Inter-Professional Science Education & Communication
Programme structure
The Master of Science in Inter-professional Science Education and Communication comprises of four core-courses, two option courses and a dissertation, which will total 180 credits at masters level 11 (SCQF).
Core courses
Science, Education & Society
20 credits at masters level 11 (SCQF)
This course covers material concerning the different contexts in which science is communicated within society and the interactions between these. It includes issues relevant to formal and informal education, and supports the idea of interprofessional collaboration through, and examination of, the relative roles of these sources of information about science in society. It also involves a group project where those working in different contexts collaborate in planning a science communication activity in an interprofessional way.
Making Science Accessible
20 credits at masters level 11 (SCQF)
This course focuses on the practical skills associated with communicating science and conceptual subject matter in a way that aligns with our understandings of human learning from a sociological and psychological perspective.
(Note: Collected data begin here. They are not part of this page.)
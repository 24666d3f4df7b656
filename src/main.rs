// This is the entry point of classroom-admin.
//
// **Architecture Overview:**
// - `core/` = Business logic (no knowledge of HTTP or the terminal)
// - `infra/` = Implementations of core traits (Google APIs, files, config)
// - `cli/` = Command-line adapters (arguments, prompts, reports)
//
// This file's job is to:
// 1. Load configuration
// 2. Parse the command line
// 3. Hand the chosen command its collaborators
// 4. Turn a failure into a message and a non-zero exit

// These attrs point each module declaration at a more descriptive root file
// so we don't end up with half a dozen mod.rs files that all look the same.
#[path = "cli/cli_layer.rs"]
mod cli;
#[path = "core/core_layer.rs"]
mod core;
#[path = "infra/infra_layer.rs"]
mod infra;

use clap::Parser;
use tracing_subscriber::EnvFilter;

use crate::cli::commands::{self, Cli};
use crate::core::remote::reports_insufficient_scope;
use crate::infra::config::AppConfig;

/// Printed when Google rejects a token that lacks a required scope.
const SCOPE_HINT: &str = "The stored credentials do not grant every scope this tool needs. \
Delete the token file and authorize again with the Classroom, Forms, Drive, Sheets and Docs scopes.";

#[tokio::main]
async fn main() {
    // Load environment variables from .env file (if it exists)
    dotenv::dotenv().ok();

    let cli = Cli::parse();

    // Logs go to stderr so command output stays clean. RUST_LOG wins over --verbose.
    let default_level = if cli.verbose { "debug" } else { "info" };
    tracing_subscriber::fmt()
        .with_env_filter(
            EnvFilter::try_from_default_env().unwrap_or_else(|_| EnvFilter::new(default_level)),
        )
        .with_writer(std::io::stderr)
        .init();

    // ========================================================================
    // CONFIGURATION
    // ========================================================================
    // Built once here and passed down; nothing below reads the environment.

    let mut config = match AppConfig::from_env() {
        Ok(config) => config,
        Err(e) => {
            eprintln!("Error: invalid configuration: {}", e);
            std::process::exit(2);
        }
    };
    cli.apply_overrides(&mut config);

    // ========================================================================
    // RUN
    // ========================================================================

    if let Err(err) = commands::run(cli.command, config).await {
        let message = format!("{:#}", err);
        eprintln!("Error: {}", message);
        if reports_insufficient_scope(&message) {
            eprintln!("{}", SCOPE_HINT);
        }
        std::process::exit(1);
    }
}
use async_trait::async_trait;
use serde::Deserialize;

use super::google_api::GoogleApi;
use crate::core::grading::SpreadsheetReader;
use crate::core::remote::RemoteError;

const SHEETS_BASE: &str = "https://sheets.googleapis.com/v4/spreadsheets";

/// Read-only Google Sheets v4 values client.
pub struct SheetsApiClient {
    api: GoogleApi,
}

impl SheetsApiClient {
    pub fn new(api: GoogleApi) -> Self {
        Self { api }
    }
}

#[derive(Debug, Default, Deserialize)]
struct ValueRange {
    #[serde(default)]
    values: Vec<Vec<serde_json::Value>>,
}

impl ValueRange {
    /// Cells come back as strings with FORMATTED_VALUE, but numbers and
    /// booleans are tolerated too.
    fn into_rows(self) -> Vec<Vec<String>> {
        self.values
            .into_iter()
            .map(|row| {
                row.into_iter()
                    .map(|cell| match cell {
                        serde_json::Value::String(s) => s,
                        serde_json::Value::Null => String::new(),
                        other => other.to_string(),
                    })
                    .collect()
            })
            .collect()
    }
}

#[async_trait]
impl SpreadsheetReader for SheetsApiClient {
    async fn read_range(&self, sheet_id: &str, range: &str) -> Result<Vec<Vec<String>>, RemoteError> {
        let url = format!("{}/{}/values/{}", SHEETS_BASE, sheet_id, range);
        let values: ValueRange = self.api.get_json(&url, &[]).await?;
        Ok(values.into_rows())
    }
}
The assessment is centred around a practical science education or communication activity appropriate to the learner’s own context (e.g. a school lesson, a museum display, a popular science article, or a conference presentation/job talk about science), and a write-up describing the development of this activity, including critical reflection related to how this was informed by the theory covered in the course.
Modern Educational Thought
20 credits at masters level 11 (SCQF)
This course explores significant concepts, debates and discourses on theoretical issues that are important for students engaged in the study and practice of education. This course is focussed on central questions around the aims and purposes of education and ways in which modern educational thought plays out in professional practice and/or policy contexts. In addressing these questions, we will take as a starting point the claim that the development of rational autonomy, that is the Enlightenment project, is the central aim of education. Thus the course will begin with key readings in the history of ‘liberal’ thinking on education. It will encourage a critical reading of texts in the history of modern educational ideas, taking into account critiques of the liberal tradition from positions that include Marxism, postmodernism, communitarianism and feminism.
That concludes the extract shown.